**Work request**
Each line from the beginning of the data below through the line containing "copy of the GNU Affero General Public License" should be repeated exactly, please.

BEGIN Material for the task

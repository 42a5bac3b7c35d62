// SPDX-License-Identifier: AGPL-3.0-only
// Copyright (C) 2024 Jonathan Lee
// This program is free software: you can redistribute it and/or modify
// it under the terms of the GNU Affero General Public License version 3
// as published by the Free Software Foundation.
// This program is distributed in the hope that it will be useful,
// but WITHOUT ANY WARRANTY; without even the implied warranty of
// MERCHANTABILITY or FITNESS FOR A PARTICULAR PURPOSE.
// See the GNU Affero General Public License for more details.
// You should have received a copy of the GNU Affero General Public License
// along with this program. If not, see https://www.gnu.org/licenses/.

use super::surface::{Fill, LabelStyle, PixelRect, Point, Stroke, Surface};
use crate::error::RenderResult;

#[derive(Debug, Clone, PartialEq)]
pub enum Primitive {
    FillRect {
        rect: PixelRect,
        fill: Fill,
    },
    StrokeRect {
        rect: PixelRect,
        stroke: Stroke,
    },
    Circle {
        center: Point,
        radius: u32,
        fill: Fill,
        edge: Option<Stroke>,
    },
    Polyline {
        points: Vec<Point>,
        stroke: Stroke,
    },
    Polygon {
        points: Vec<Point>,
        fill: Fill,
    },
    DashedLine {
        from: Point,
        to: Point,
        stroke: Stroke,
    },
    Text {
        text: String,
        at: Point,
        style: LabelStyle,
    },
}

/// Keeps every primitive in memory instead of rasterizing it.
#[derive(Debug, Clone, Default)]
pub struct RecordingSurface {
    size: (u32, u32),
    primitives: Vec<Primitive>,
    presented: bool,
}
impl RecordingSurface {
    pub fn new(size: (u32, u32)) -> Self {
        Self {
            size,
            ..Self::default()
        }
    }
    pub fn primitives(&self) -> &[Primitive] {
        &self.primitives
    }
    pub fn is_presented(&self) -> bool {
        self.presented
    }
    pub fn texts(&self) -> Vec<&str> {
        self.primitives
            .iter()
            .filter_map(|primitive| match primitive {
                Primitive::Text { text, .. } => Some(text.as_str()),
                _ => None,
            })
            .collect()
    }
    pub fn filled_rects(&self) -> Vec<(PixelRect, Fill)> {
        self.primitives
            .iter()
            .filter_map(|primitive| match primitive {
                Primitive::FillRect { rect, fill } => Some((*rect, *fill)),
                _ => None,
            })
            .collect()
    }
    pub fn circles(&self) -> Vec<(Point, u32, Fill)> {
        self.primitives
            .iter()
            .filter_map(|primitive| match primitive {
                Primitive::Circle {
                    center,
                    radius,
                    fill,
                    ..
                } => Some((*center, *radius, *fill)),
                _ => None,
            })
            .collect()
    }
    pub fn text_style(&self, text: &str) -> Option<&LabelStyle> {
        self.primitives.iter().find_map(|primitive| match primitive {
            Primitive::Text {
                text: drawn, style, ..
            } if drawn == text => Some(style),
            _ => None,
        })
    }
}
impl Surface for RecordingSurface {
    fn size(&self) -> (u32, u32) {
        self.size
    }
    fn fill_rect(&mut self, rect: PixelRect, fill: Fill) -> RenderResult<()> {
        self.primitives.push(Primitive::FillRect { rect, fill });
        Ok(())
    }
    fn stroke_rect(&mut self, rect: PixelRect, stroke: Stroke) -> RenderResult<()> {
        self.primitives.push(Primitive::StrokeRect { rect, stroke });
        Ok(())
    }
    fn circle(
        &mut self,
        center: Point,
        radius: u32,
        fill: Fill,
        edge: Option<Stroke>,
    ) -> RenderResult<()> {
        self.primitives.push(Primitive::Circle {
            center,
            radius,
            fill,
            edge,
        });
        Ok(())
    }
    fn polyline(&mut self, points: &[Point], stroke: Stroke) -> RenderResult<()> {
        self.primitives.push(Primitive::Polyline {
            points: points.to_vec(),
            stroke,
        });
        Ok(())
    }
    fn polygon(&mut self, points: &[Point], fill: Fill) -> RenderResult<()> {
        self.primitives.push(Primitive::Polygon {
            points: points.to_vec(),
            fill,
        });
        Ok(())
    }
    fn dashed_line(
        &mut self,
        from: Point,
        to: Point,
        stroke: Stroke,
        _dash: u32,
    ) -> RenderResult<()> {
        self.primitives
            .push(Primitive::DashedLine { from, to, stroke });
        Ok(())
    }
    fn text(&mut self, text: &str, at: Point, style: &LabelStyle) -> RenderResult<()> {
        self.primitives.push(Primitive::Text {
            text: text.to_string(),
            at,
            style: *style,
        });
        Ok(())
    }
    fn present(&mut self) -> RenderResult<()> {
        self.presented = true;
        Ok(())
    }
}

END Material for the task

**Task answer**
repository 42a5bac3b7c35d62
// SPDX-License-Identifier: AGPL-3.0-only
// Copyright (C) 2024 Jonathan Lee
// This program is free software: you can redistribute it and/or modify
// it under the terms of the GNU Affero General Public License version 3
// as published by the Free Software Foundation.
// This program is distributed in the hope that it will be useful,
// but WITHOUT ANY WARRANTY; without even the implied warranty of
// MERCHANTABILITY or FITNESS FOR A PARTICULAR PURPOSE.
// See the GNU Affero General Public License for more details.
// You should have received a copy of the GNU Affero General Public License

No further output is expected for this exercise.